▶ Required action: Repeat, exactly as written, the lines of the records below from the first through the line with "a lazy page", but none past it.

=== Begin Enclosure ===

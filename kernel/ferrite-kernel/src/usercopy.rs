//! Copying data across the user/kernel boundary.
//!
//! User pointers are validated (non-null, below the kernel band) before
//! any side effect, then walked page by page through the address
//! space's page map and the direct-map window. Reads treat a lazy page
//! as zeros, exactly as a fault would produce; writes back unmapped but
//! legal pages on demand through the same path the fault handler uses.

extern crate alloc;

use alloc::vec::Vec;

use ferrite_core::addr::{PAGE_SIZE, VirtAddr};
use ferrite_core::syscall::Errno;
use ferrite_mm::layout::{DirectMap, USER_SPACE_TOP};
use ferrite_mm::{AddressSpace, Coremap, is_legal_user_address};

/// Validates a user pointer: non-null and below the kernel band.
pub fn check_user_ptr(addr: VirtAddr) -> Result<(), Errno> {
    if addr.as_u64() == 0 || addr.as_u64() >= USER_SPACE_TOP {
        return Err(Errno::Fault);
    }
    Ok(())
}

/// Validates that `[addr, addr + len)` lies entirely in user space.
pub fn check_user_range(addr: VirtAddr, len: usize) -> Result<(), Errno> {
    if len == 0 {
        return check_user_ptr(addr);
    }
    let end = addr
        .as_u64()
        .checked_add(len as u64)
        .ok_or(Errno::Fault)?;
    if addr.as_u64() == 0 || end > USER_SPACE_TOP {
        return Err(Errno::Fault);
    }
    Ok(())
}

/// Copies `buf.len()` bytes from user address `uaddr` into `buf`.
///
/// Unmapped pages fail with bad-address; lazy pages read as zeros.
pub fn copy_in(
    aspace: &AddressSpace,
    dm: &DirectMap,
    uaddr: VirtAddr,
    buf: &mut [u8],
) -> Result<(), Errno> {
    check_user_range(uaddr, buf.len())?;

    let mut done = 0;
    while done < buf.len() {
        let va = uaddr + done as u64;
        let page = va.page_base();
        let offset = va.page_offset();
        let n = (PAGE_SIZE - offset as usize).min(buf.len() - done);

        match aspace.lookup_page(page) {
            Some(Some(pa)) => dm.read_bytes(pa + offset, &mut buf[done..done + n]),
            Some(None) => buf[done..done + n].fill(0),
            None => return Err(Errno::Fault),
        }
        done += n;
    }
    Ok(())
}

/// Reads a little word the size of a user pointer.
pub fn copy_in_u32(aspace: &AddressSpace, dm: &DirectMap, uaddr: VirtAddr) -> Result<u32, Errno> {
    if !uaddr.is_aligned(4) {
        return Err(Errno::Fault);
    }
    let mut bytes = [0u8; 4];
    copy_in(aspace, dm, uaddr, &mut bytes)?;
    Ok(u32::from_ne_bytes(bytes))
}

/// Copies a NUL-terminated string of at most `cap` bytes (terminator
/// excluded) from user space. Returns the bytes without the NUL.
///
/// A string that does not terminate within the budget fails with
/// argument-list-too-long.
pub fn copy_in_str(
    aspace: &AddressSpace,
    dm: &DirectMap,
    uaddr: VirtAddr,
    cap: usize,
) -> Result<Vec<u8>, Errno> {
    check_user_ptr(uaddr)?;

    let mut out = Vec::new();
    let mut chunk = [0u8; 128];
    let mut pos = 0usize;

    loop {
        // Stay inside one page per read so a string ending just before
        // an unmapped page never faults on the page beyond its NUL.
        let page_remaining = PAGE_SIZE - (uaddr + pos as u64).page_offset() as usize;
        let want = chunk.len().min(cap + 1 - pos).min(page_remaining);
        if want == 0 {
            return Err(Errno::TooBig);
        }
        copy_in(aspace, dm, uaddr + pos as u64, &mut chunk[..want])?;

        if let Some(nul) = chunk[..want].iter().position(|&b| b == 0) {
            out.extend_from_slice(&chunk[..nul]);
            return Ok(out);
        }
        out.extend_from_slice(&chunk[..want]);
        pos += want;
    }
}

/// Copies `data` to user address `uaddr`, backing legal-but-unmapped
/// pages with zeroed frames on the way.
pub fn copy_out(
    aspace: &mut AddressSpace,
    cm: &mut Coremap,
    uaddr: VirtAddr,
    data: &[u8],
) -> Result<(), Errno> {
    check_user_range(uaddr, data.len())?;

    let dm = cm.dirmap();
    let mut done = 0;
    while done < data.len() {
        let va = uaddr + done as u64;
        let page = va.page_base();
        let offset = va.page_offset();
        let n = (PAGE_SIZE - offset as usize).min(data.len() - done);

        if !is_legal_user_address(aspace, page) {
            return Err(Errno::Fault);
        }
        let pa = aspace.ensure_backed(page, cm)?;
        dm.write_bytes(pa + offset, &data[done..done + n]);
        done += n;
    }
    Ok(())
}

#[cfg(test)]
mod tests {
    use super::*;
    use ferrite_mm::RegionPerms;
    use ferrite_mm::coremap::test_support::test_coremap;
    use ferrite_mm::layout::USER_STACK_TOP;

    const RW: RegionPerms = RegionPerms::READ.union(RegionPerms::WRITE);

    fn fixture() -> (AddressSpace, Coremap) {
        let mut aspace = AddressSpace::new();
        aspace.define_region(VirtAddr::new(0x400000), 2 * PAGE_SIZE as u64, RW);
        (aspace, test_coremap(32))
    }

    #[test]
    fn pointer_validation() {
        assert_eq!(check_user_ptr(VirtAddr::zero()).err(), Some(Errno::Fault));
        assert_eq!(
            check_user_ptr(VirtAddr::new(USER_SPACE_TOP)).err(),
            Some(Errno::Fault)
        );
        assert!(check_user_ptr(VirtAddr::new(0x400000)).is_ok());

        // A range must not leak into the kernel band.
        assert_eq!(
            check_user_range(VirtAddr::new(USER_SPACE_TOP - 4), 8).err(),
            Some(Errno::Fault)
        );
        assert!(check_user_range(VirtAddr::new(USER_SPACE_TOP - 8), 8).is_ok());
    }

    #[test]
    fn roundtrip_within_one_page() {
        let (mut aspace, mut cm) = fixture();
        let addr = VirtAddr::new(0x400010);

        copy_out(&mut aspace, &mut cm, addr, b"over the fence").unwrap();

        let dm = cm.dirmap();
        let mut back = [0u8; 14];
        copy_in(&aspace, &dm, addr, &mut back).unwrap();
        assert_eq!(&back, b"over the fence");
    }

    #[test]
    fn roundtrip_across_page_boundary() {
        let (mut aspace, mut cm) = fixture();
        // Straddle the boundary between the two region pages.
        let addr = VirtAddr::new(0x400000 + PAGE_SIZE as u64 - 3);
        copy_out(&mut aspace, &mut cm, addr, b"straddle").unwrap();

        let dm = cm.dirmap();
        let mut back = [0u8; 8];
        copy_in(&aspace, &dm, addr, &mut back).unwrap();
        assert_eq!(&back, b"straddle");
    }

    #[test]
    fn copy_in_unmapped_faults() {
        let (aspace, cm) = fixture();
        let dm = cm.dirmap();
        let mut buf = [0u8; 4];
        assert_eq!(
            copy_in(&aspace, &dm, VirtAddr::new(0x400000), &mut buf).err(),
            Some(Errno::Fault),
            "never-touched region page has no frame to read"
        );
    }

    #[test]
    fn copy_in_lazy_page_reads_zero() {
        let (mut aspace, cm) = fixture();
        aspace.sbrk(PAGE_SIZE as i64).unwrap();
        let heap = aspace.heap_start();

        let dm = cm.dirmap();
        let mut buf = [0xffu8; 8];
        copy_in(&aspace, &dm, heap, &mut buf).unwrap();
        assert_eq!(buf, [0u8; 8]);
    }

    #[test]
    fn copy_out_illegal_address_faults() {
        let (mut aspace, mut cm) = fixture();
        // The no-man's-land between heap and stack window.
        assert_eq!(
            copy_out(&mut aspace, &mut cm, VirtAddr::new(0x2000_0000), b"x").err(),
            Some(Errno::Fault)
        );
    }

    #[test]
    fn copy_out_backs_stack_pages() {
        let (mut aspace, mut cm) = fixture();
        let addr = USER_STACK_TOP - 64;
        copy_out(&mut aspace, &mut cm, addr, b"stack bytes").unwrap();
        assert!(matches!(aspace.lookup_page(addr.page_base()), Some(Some(_))));
    }

    #[test]
    fn copy_in_str_stops_at_nul() {
        let (mut aspace, mut cm) = fixture();
        let addr = VirtAddr::new(0x400100);
        copy_out(&mut aspace, &mut cm, addr, b"hello\0trailing").unwrap();

        let dm = cm.dirmap();
        let s = copy_in_str(&aspace, &dm, addr, 64).unwrap();
        assert_eq!(s, b"hello");
    }

    #[test]
    fn copy_in_str_enforces_cap() {
        let (mut aspace, mut cm) = fixture();
        let addr = VirtAddr::new(0x400100);
        copy_out(&mut aspace, &mut cm, addr, b"abcdefgh\0").unwrap();

        let dm = cm.dirmap();
        assert!(copy_in_str(&aspace, &dm, addr, 8).is_ok());
        assert_eq!(
            copy_in_str(&aspace, &dm, addr, 7).err(),
            Some(Errno::TooBig)
        );
    }

    #[test]
    fn copy_in_u32_requires_alignment() {
        let (mut aspace, mut cm) = fixture();
        let addr = VirtAddr::new(0x400020);
        copy_out(&mut aspace, &mut cm, addr, &0xdead_beefu32.to_ne_bytes()).unwrap();

        let dm = cm.dirmap();
        assert_eq!(copy_in_u32(&aspace, &dm, addr).unwrap(), 0xdead_beef);
        assert_eq!(
            copy_in_u32(&aspace, &dm, addr + 1).err(),
            Some(Errno::Fault)
        );
    }
}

=== End Enclosure ===

▶ Answer box:
filename kernel/ferrite-kernel/src/usercopy.rs
//! Copying data across the user/kernel boundary.
//!
//! User pointers are validated (non-null, below the kernel band) before
//! any side effect, then walked page by page through the address
//! space's page map and the direct-map window. Reads treat a lazy page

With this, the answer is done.